─── DATASET EXCERPTS

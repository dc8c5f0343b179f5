// Duplex WebSocket channel for one session.
//
// The channel runs as a task on the actor's runtime. It never touches state
// directly: every lifecycle change and inbound frame is posted back to the
// actor as an `InternalEvent` tagged with the session id.

use flume::Sender;
use futures_util::{SinkExt, StreamExt};
use tokio::sync::mpsc;
use tokio_tungstenite::tungstenite::Message as WsMessage;
use url::Url;

use crate::updates::{CoreMsg, InternalEvent};

/// What to do after the channel errors or closes.
///
/// Only `Never` exists: a dead channel stays dead until the next login.
#[derive(Debug, Clone, Copy, Default, PartialEq, Eq)]
pub enum ReconnectPolicy {
    #[default]
    Never,
}

impl ReconnectPolicy {
    pub fn should_reconnect(self) -> bool {
        match self {
            ReconnectPolicy::Never => false,
        }
    }
}

#[derive(Debug, thiserror::Error)]
pub enum TransportError {
    #[error("invalid channel url {url}: {source}")]
    InvalidUrl {
        url: String,
        #[source]
        source: url::ParseError,
    },
    #[error("unsupported channel scheme: {0}")]
    UnsupportedScheme(String),
}

/// `{ws_url}?username=<username>`, keeping any query the base already has.
pub fn connection_url(ws_url: &str, username: &str) -> Result<Url, TransportError> {
    let mut url = Url::parse(ws_url).map_err(|source| TransportError::InvalidUrl {
        url: ws_url.to_string(),
        source,
    })?;
    if !matches!(url.scheme(), "ws" | "wss") {
        return Err(TransportError::UnsupportedScheme(url.scheme().to_string()));
    }
    url.query_pairs_mut().append_pair("username", username);
    Ok(url)
}

/// Sending half of a running channel. Dropping it closes the socket.
#[derive(Debug)]
pub struct TransportHandle {
    outbound: mpsc::UnboundedSender<String>,
}

impl TransportHandle {
    /// Queues one text frame. Fails once the channel task has exited.
    pub fn send(&self, text: String) -> bool {
        self.outbound.send(text).is_ok()
    }

    #[cfg(test)]
    pub(crate) fn for_test(outbound: mpsc::UnboundedSender<String>) -> Self {
        Self { outbound }
    }
}

pub fn spawn_channel(
    runtime: &tokio::runtime::Runtime,
    url: Url,
    session_id: u64,
    core_tx: Sender<CoreMsg>,
) -> TransportHandle {
    let (outbound, outbound_rx) = mpsc::unbounded_channel::<String>();
    runtime.spawn(run_channel(url, session_id, core_tx, outbound_rx));
    TransportHandle { outbound }
}

fn post(core_tx: &Sender<CoreMsg>, ev: InternalEvent) {
    let _ = core_tx.send(CoreMsg::Internal(Box::new(ev)));
}

async fn run_channel(
    url: Url,
    session_id: u64,
    core_tx: Sender<CoreMsg>,
    mut outbound_rx: mpsc::UnboundedReceiver<String>,
) {
    tracing::info!(session_id, url = %url, "transport: connecting");
    let ws = match tokio_tungstenite::connect_async(url.as_str()).await {
        Ok((ws, _response)) => ws,
        Err(e) => {
            tracing::warn!(session_id, err = %e, "transport: connect failed");
            post(
                &core_tx,
                InternalEvent::TransportErrored {
                    session_id,
                    error: e.to_string(),
                },
            );
            return;
        }
    };
    post(&core_tx, InternalEvent::TransportOpened { session_id });

    let (mut write, mut read) = ws.split();
    loop {
        tokio::select! {
            out = outbound_rx.recv() => {
                let Some(text) = out else {
                    // Session ended; close politely and stop.
                    let _ = write.send(WsMessage::Close(None)).await;
                    tracing::debug!(session_id, "transport: closed by session");
                    break;
                };
                if let Err(e) = write.send(WsMessage::Text(text.into())).await {
                    post(&core_tx, InternalEvent::TransportErrored { session_id, error: e.to_string() });
                    break;
                }
            }
            inbound = read.next() => {
                match inbound {
                    Some(Ok(WsMessage::Text(text))) => {
                        post(&core_tx, InternalEvent::FrameReceived { session_id, text: text.to_string() });
                    }
                    Some(Ok(WsMessage::Close(_))) | None => {
                        post(&core_tx, InternalEvent::TransportClosed { session_id });
                        break;
                    }
                    Some(Ok(_)) => {}
                    Some(Err(e)) => {
                        post(&core_tx, InternalEvent::TransportErrored { session_id, error: e.to_string() });
                        break;
                    }
                }
            }
        }
    }
}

──────

INSTRUCTIONS TO FOLLOW: In the records above, find each line that mentions the string "actor", then copy it.

SOLVED EXERCISE:
// The channel runs as a task on the actor's runtime. It never touches state
// actor as an `InternalEvent` tagged with the session id.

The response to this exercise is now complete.